Recorded information Block Start
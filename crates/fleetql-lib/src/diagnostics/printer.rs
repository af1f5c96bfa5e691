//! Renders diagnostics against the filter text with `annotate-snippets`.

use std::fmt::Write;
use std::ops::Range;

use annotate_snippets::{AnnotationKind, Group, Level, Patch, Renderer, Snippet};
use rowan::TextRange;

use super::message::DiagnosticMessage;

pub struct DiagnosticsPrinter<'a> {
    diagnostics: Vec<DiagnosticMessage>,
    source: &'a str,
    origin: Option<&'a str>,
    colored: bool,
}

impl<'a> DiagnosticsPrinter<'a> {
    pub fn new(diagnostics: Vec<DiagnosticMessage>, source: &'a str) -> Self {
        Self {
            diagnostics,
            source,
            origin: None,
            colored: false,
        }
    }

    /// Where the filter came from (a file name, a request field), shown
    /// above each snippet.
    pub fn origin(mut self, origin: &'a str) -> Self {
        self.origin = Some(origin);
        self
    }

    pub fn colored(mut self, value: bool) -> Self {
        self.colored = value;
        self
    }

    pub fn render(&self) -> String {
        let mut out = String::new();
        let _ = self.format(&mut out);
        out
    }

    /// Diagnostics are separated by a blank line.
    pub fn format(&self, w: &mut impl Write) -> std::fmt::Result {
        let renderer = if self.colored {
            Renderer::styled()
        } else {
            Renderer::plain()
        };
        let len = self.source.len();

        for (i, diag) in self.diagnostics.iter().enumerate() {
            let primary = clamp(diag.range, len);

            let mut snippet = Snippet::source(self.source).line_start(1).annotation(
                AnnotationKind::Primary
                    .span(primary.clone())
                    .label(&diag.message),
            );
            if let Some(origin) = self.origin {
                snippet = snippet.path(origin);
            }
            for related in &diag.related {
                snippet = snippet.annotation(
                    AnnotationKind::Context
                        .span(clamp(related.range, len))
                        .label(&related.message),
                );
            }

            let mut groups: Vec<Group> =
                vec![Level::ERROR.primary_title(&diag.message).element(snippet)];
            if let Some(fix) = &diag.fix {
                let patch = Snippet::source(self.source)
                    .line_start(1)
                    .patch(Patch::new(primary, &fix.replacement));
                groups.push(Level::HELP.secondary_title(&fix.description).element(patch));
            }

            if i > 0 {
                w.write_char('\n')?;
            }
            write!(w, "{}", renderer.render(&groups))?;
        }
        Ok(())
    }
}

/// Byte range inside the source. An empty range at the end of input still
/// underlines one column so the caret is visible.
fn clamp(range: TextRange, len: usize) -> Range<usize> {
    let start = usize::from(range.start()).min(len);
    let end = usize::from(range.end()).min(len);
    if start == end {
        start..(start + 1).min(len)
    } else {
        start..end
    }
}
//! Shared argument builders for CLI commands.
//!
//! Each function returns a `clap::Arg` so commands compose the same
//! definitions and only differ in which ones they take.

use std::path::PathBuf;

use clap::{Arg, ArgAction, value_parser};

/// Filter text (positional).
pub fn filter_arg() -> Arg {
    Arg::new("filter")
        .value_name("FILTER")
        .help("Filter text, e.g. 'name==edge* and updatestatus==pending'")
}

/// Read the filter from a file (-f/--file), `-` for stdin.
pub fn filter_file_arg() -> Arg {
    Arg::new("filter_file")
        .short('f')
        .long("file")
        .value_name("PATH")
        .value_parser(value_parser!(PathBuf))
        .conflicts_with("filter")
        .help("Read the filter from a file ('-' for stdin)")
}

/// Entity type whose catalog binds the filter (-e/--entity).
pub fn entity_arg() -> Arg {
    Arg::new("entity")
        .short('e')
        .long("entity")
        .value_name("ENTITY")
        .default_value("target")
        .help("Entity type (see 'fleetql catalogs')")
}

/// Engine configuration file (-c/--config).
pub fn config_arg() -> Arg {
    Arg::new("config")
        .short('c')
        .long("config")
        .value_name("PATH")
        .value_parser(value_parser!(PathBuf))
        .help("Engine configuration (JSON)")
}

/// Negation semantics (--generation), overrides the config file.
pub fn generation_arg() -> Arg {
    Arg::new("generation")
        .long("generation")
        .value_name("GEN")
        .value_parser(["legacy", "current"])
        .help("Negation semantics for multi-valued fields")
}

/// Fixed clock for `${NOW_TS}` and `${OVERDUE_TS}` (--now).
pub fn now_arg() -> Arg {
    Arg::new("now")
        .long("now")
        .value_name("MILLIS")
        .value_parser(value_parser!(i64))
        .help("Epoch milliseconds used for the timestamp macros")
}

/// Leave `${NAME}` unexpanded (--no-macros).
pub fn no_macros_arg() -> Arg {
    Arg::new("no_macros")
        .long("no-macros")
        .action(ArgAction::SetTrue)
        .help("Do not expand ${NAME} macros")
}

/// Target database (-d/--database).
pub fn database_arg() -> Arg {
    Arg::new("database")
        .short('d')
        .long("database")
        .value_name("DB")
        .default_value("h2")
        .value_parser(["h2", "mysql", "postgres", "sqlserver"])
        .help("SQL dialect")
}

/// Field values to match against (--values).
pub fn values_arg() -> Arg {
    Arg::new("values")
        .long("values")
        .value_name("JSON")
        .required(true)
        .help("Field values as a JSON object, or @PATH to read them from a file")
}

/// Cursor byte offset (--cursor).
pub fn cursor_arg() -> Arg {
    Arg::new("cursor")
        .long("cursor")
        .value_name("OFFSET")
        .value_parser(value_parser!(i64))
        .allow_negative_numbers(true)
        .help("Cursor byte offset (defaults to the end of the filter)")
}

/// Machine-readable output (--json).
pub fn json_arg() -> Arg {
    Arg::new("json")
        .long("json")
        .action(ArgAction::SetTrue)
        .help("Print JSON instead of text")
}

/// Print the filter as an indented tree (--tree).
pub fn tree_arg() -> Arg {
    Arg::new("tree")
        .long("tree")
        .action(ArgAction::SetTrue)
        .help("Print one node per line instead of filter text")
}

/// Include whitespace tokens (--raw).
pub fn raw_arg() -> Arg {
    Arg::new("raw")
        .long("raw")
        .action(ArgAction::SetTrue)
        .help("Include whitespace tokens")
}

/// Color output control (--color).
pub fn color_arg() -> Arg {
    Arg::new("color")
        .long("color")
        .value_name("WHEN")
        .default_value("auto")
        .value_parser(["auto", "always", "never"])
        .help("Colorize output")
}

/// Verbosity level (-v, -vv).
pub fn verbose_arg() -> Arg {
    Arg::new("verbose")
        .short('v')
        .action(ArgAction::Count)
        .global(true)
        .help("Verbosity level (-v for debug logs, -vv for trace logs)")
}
Recorded information Block End
Recorded information Block Start
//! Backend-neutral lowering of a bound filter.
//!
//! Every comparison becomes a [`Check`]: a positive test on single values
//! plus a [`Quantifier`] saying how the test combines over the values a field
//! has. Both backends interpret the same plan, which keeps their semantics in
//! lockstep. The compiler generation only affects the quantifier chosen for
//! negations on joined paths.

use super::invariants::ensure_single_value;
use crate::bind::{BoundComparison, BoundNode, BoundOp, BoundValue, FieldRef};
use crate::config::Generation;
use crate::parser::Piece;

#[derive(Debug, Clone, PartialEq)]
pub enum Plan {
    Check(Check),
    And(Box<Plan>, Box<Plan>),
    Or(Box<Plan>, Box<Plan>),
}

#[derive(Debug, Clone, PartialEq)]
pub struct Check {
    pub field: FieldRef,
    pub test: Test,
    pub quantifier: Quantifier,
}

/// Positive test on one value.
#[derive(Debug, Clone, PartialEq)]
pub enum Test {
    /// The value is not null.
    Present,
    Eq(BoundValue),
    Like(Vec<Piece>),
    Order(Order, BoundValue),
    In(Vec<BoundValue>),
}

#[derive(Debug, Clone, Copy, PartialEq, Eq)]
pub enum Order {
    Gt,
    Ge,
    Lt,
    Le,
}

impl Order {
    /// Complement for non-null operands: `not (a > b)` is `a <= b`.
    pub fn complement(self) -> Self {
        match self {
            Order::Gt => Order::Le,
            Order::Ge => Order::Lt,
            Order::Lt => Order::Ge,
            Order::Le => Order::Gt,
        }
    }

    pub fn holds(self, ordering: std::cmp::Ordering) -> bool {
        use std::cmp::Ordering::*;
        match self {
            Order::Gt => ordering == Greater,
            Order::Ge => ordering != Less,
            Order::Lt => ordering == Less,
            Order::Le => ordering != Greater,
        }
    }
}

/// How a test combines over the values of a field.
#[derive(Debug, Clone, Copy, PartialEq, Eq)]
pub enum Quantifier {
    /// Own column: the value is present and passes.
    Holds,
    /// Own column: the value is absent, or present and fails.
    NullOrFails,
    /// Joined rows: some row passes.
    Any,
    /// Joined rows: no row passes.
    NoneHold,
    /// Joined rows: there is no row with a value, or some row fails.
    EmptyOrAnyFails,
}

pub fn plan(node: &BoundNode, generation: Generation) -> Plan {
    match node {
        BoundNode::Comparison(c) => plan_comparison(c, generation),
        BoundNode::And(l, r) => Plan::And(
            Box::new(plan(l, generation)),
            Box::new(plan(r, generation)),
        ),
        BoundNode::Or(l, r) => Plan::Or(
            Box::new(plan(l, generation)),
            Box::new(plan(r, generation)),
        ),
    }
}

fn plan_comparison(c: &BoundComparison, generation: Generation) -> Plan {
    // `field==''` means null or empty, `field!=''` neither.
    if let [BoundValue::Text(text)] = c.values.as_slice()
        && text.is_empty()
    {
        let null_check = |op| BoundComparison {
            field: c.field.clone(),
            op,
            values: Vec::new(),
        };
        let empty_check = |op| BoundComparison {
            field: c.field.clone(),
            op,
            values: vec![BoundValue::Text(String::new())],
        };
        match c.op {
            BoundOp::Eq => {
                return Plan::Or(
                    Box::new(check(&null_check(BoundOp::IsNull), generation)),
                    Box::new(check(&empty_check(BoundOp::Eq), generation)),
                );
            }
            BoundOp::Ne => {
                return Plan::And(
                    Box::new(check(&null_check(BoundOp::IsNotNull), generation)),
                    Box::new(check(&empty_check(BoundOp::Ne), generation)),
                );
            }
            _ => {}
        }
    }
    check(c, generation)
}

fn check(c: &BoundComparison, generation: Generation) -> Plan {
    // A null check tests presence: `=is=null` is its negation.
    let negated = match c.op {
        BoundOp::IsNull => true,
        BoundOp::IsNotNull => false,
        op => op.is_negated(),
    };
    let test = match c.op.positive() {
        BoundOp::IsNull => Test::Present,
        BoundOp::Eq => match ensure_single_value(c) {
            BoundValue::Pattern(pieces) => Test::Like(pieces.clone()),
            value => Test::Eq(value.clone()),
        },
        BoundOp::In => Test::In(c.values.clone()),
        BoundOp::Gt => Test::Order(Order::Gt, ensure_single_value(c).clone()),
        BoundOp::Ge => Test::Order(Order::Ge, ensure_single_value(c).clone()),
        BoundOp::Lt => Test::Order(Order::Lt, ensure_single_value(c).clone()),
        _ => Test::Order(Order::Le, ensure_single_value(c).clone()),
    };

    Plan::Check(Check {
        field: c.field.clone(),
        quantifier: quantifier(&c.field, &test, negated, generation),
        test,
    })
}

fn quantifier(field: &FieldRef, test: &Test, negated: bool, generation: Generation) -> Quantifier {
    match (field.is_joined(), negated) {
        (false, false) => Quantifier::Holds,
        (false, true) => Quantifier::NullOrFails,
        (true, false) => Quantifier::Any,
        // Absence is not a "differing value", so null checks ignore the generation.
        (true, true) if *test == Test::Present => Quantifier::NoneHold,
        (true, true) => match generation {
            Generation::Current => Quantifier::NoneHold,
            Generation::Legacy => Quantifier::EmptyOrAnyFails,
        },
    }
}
Recorded information Block End
» Your assignment
Read through the entries and copy each line in which "origin" appears.

» Answer space
    origin: Option<&'a str>,
            origin: None,
    pub fn origin(mut self, origin: &'a str) -> Self {
        self.origin = Some(origin);
            if let Some(origin) = self.origin {
                snippet = snippet.path(origin);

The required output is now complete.